University of Yaounde I, Cameroon
Posters & Accepted Abstracts: J Diabetes Metab
Introduction: The aim of this study is to identify potentials sources of information to personalized medicine in T2DM and related traits. Methods: Putative transcription factors within 10-20 kb upstream and 10 kb downstream of KLF14 gene were searched with data extraction from SABiosciences of the QIAGEN company. The STRING v9.1 software was used to identify the known and predicted protein-protein interaction in the KLF14 protein network. Results: Upstream of KLF14 gene, there are 62 transcriptions factors (with three of them encode by AHR, HOXA3 and HOXA9 genes located on the same chromosome) that came to bind within 10-20 Kb upstream and 10 Kb downstream of KLF14 gene for his transcription. This transcription is repressed by Sin3A protein which leads to the HDAC1 and HDAC2 enzymatic proteins important for transcription repression, Mad and MeCP2 (DNA binding proteins) and the Ikaros and SMRT (co-repressor). The resulting mRNA is translated in KLF14 protein.
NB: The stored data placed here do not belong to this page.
use serde::{Deserialize, Serialize};

/// ISO 639-1 code as understood by the providers.
pub type LangCode = &'static str;

#[derive(Clone, Copy, Debug, Serialize, Deserialize, PartialEq, Eq, Hash, PartialOrd, Ord)]
#[serde(rename_all = "lowercase")]
pub enum Language {
    German,
    English,
    Spanish,
    Polish,
    French,
    Italian,
    Portuguese,
    Dutch,
    Russian,
}

impl Language {
    pub const ALL: [Language; 9] = [
        Language::German,
        Language::English,
        Language::Spanish,
        Language::Polish,
        Language::French,
        Language::Italian,
        Language::Portuguese,
        Language::Dutch,
        Language::Russian,
    ];

    pub fn name(self) -> &'static str {
        match self {
            Language::German => "german",
            Language::English => "english",
            Language::Spanish => "spanish",
            Language::Polish => "polish",
            Language::French => "french",
            Language::Italian => "italian",
            Language::Portuguese => "portuguese",
            Language::Dutch => "dutch",
            Language::Russian => "russian",
        }
    }

    pub fn code(self) -> LangCode {
        match self {
            Language::German => "de",
            Language::English => "en",
            Language::Spanish => "es",
            Language::Polish => "pl",
            Language::French => "fr",
            Language::Italian => "it",
            Language::Portuguese => "pt",
            Language::Dutch => "nl",
            Language::Russian => "ru",
        }
    }

    /// Name of the language in the language itself.
    pub fn native_name(self) -> &'static str {
        match self {
            Language::German => "Deutsch",
            Language::English => "English",
            Language::Spanish => "Español",
            Language::Polish => "Polski",
            Language::French => "Français",
            Language::Italian => "Italiano",
            Language::Portuguese => "Português",
            Language::Dutch => "Nederlands",
            Language::Russian => "Русский",
        }
    }

    pub fn from_name(name: &str) -> Option<Self> {
        let wanted = name.trim();
        Self::ALL
            .into_iter()
            .find(|lang| lang.name().eq_ignore_ascii_case(wanted))
    }

    pub fn from_code(code: &str) -> Option<Self> {
        let wanted = code.trim();
        Self::ALL
            .into_iter()
            .find(|lang| lang.code().eq_ignore_ascii_case(wanted))
    }
}

/// Lowercased, trimmed form used as a matrix key.
pub fn normalize_name(name: &str) -> String {
    name.trim().to_lowercase()
}

pub fn code_for(name: &str) -> Option<LangCode> {
    Language::from_name(name).map(Language::code)
}

/// Unknown names fall back to `default` instead of failing the request.
pub fn code_or(name: &str, default: LangCode) -> LangCode {
    code_for(name).unwrap_or(default)
}

/// Interns a configured code so it can travel as a [`LangCode`].
pub fn known_code(code: &str) -> Option<LangCode> {
    Language::from_code(code).map(Language::code)
}
use crate::config::LanguageDefaults;
use crate::credentials::UserId;
use crate::lang::{self, LangCode, Language};
use serde::{Deserialize, Serialize};
use std::collections::BTreeMap;

const AUTO_DETECT: &str = "auto";

/// Per-name on/off switches. Names that are not listed are enabled.
#[derive(Clone, Debug, Default, Serialize, Deserialize, PartialEq, Eq)]
#[serde(transparent)]
pub struct Toggles(BTreeMap<String, bool>);

impl Toggles {
    pub fn with(mut self, name: &str, enabled: bool) -> Self {
        self.0.insert(name.to_owned(), enabled);
        self
    }

    pub fn is_enabled(&self, name: &str) -> bool {
        self.0.get(name).copied().unwrap_or(true)
    }
}

#[derive(Clone, Debug, Default, Serialize, Deserialize, PartialEq, Eq)]
pub struct TranslationRequest {
    pub text: String,
    #[serde(default)]
    pub source_language: Option<String>,
    #[serde(default)]
    pub target_languages: Option<Vec<String>>,
    #[serde(default)]
    pub enabled_providers: Option<Toggles>,
    #[serde(default)]
    pub enabled_enrichments: Option<Toggles>,
    #[serde(default)]
    pub user: Option<UserId>,
}

impl TranslationRequest {
    pub fn new(text: impl Into<String>) -> Self {
        Self {
            text: text.into(),
            ..Self::default()
        }
    }

    pub fn from_language(mut self, name: impl Into<String>) -> Self {
        self.source_language = Some(name.into());
        self
    }

    pub fn to_languages<I, S>(mut self, names: I) -> Self
    where
        I: IntoIterator<Item = S>,
        S: Into<String>,
    {
        self.target_languages = Some(names.into_iter().map(Into::into).collect());
        self
    }

    pub fn with_providers(mut self, toggles: Toggles) -> Self {
        self.enabled_providers = Some(toggles);
        self
    }

    pub fn with_enrichments(mut self, toggles: Toggles) -> Self {
        self.enabled_enrichments = Some(toggles);
        self
    }

    pub fn for_user(mut self, user: UserId) -> Self {
        self.user = Some(user);
        self
    }

    pub(crate) fn provider_enabled(&self, name: &str) -> bool {
        self.enabled_providers
            .as_ref()
            .map_or(true, |t| t.is_enabled(name))
    }

    pub(crate) fn enrichment_enabled(&self, name: &str) -> bool {
        self.enabled_enrichments
            .as_ref()
            .map_or(true, |t| t.is_enabled(name))
    }
}

#[derive(thiserror::Error, Debug, Clone, PartialEq, Eq)]
pub enum RequestError {
    #[error("text to translate must not be empty")]
    EmptyText,
}

/// Effective languages and text of one request.
#[derive(Clone, Debug, PartialEq, Eq)]
pub(crate) struct Plan {
    pub text: String,
    pub source_name: String,
    pub source_code: LangCode,
    pub targets: Vec<(String, LangCode)>,
}

pub(crate) fn plan(
    request: &TranslationRequest,
    defaults: &LanguageDefaults,
) -> Result<Plan, RequestError> {
    let text = request.text.trim();
    if text.is_empty() {
        return Err(RequestError::EmptyText);
    }

    let source_name = match request.source_language.as_deref().map(lang::normalize_name) {
        Some(name) if !name.is_empty() && name != AUTO_DETECT => name,
        _ => lang::normalize_name(&defaults.source),
    };
    let default_source_code = lang::code_for(&defaults.source).unwrap_or(Language::German.code());
    let source_code = lang::code_or(&source_name, default_source_code);

    let fallback_target_code =
        lang::known_code(&defaults.fallback_target_code).unwrap_or(Language::English.code());
    let requested = request
        .target_languages
        .as_ref()
        .unwrap_or(&defaults.targets);

    let mut targets: Vec<(String, LangCode)> = Vec::new();
    for name in requested.iter().map(|n| lang::normalize_name(n)) {
        if name.is_empty() || name == source_name || targets.iter().any(|(t, _)| *t == name) {
            continue;
        }
        let code = lang::code_or(&name, fallback_target_code);
        targets.push((name, code));
    }

    Ok(Plan {
        text: text.to_owned(),
        source_name,
        source_code,
        targets,
    })
}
This protein act on ten genes identified to have GWST association driven by rs4731702 (C/T) polymorphism of KLF14 gene and established protein-protein interactions with 32 proteins implicated in metabolic diseases and others biological processes. Of are the presence UBC and TCF7L2. The physical interactions which exist between KLF14 and UBC could regulate the amount of KLF14 protein available by its degradation. Conclusion: These findings provide a variety drug development targets according to the genetic risk in the form of signal pathways that can reduce the progression of multiple metabolic phenotypes or the risk of their complications by personalization of medicine.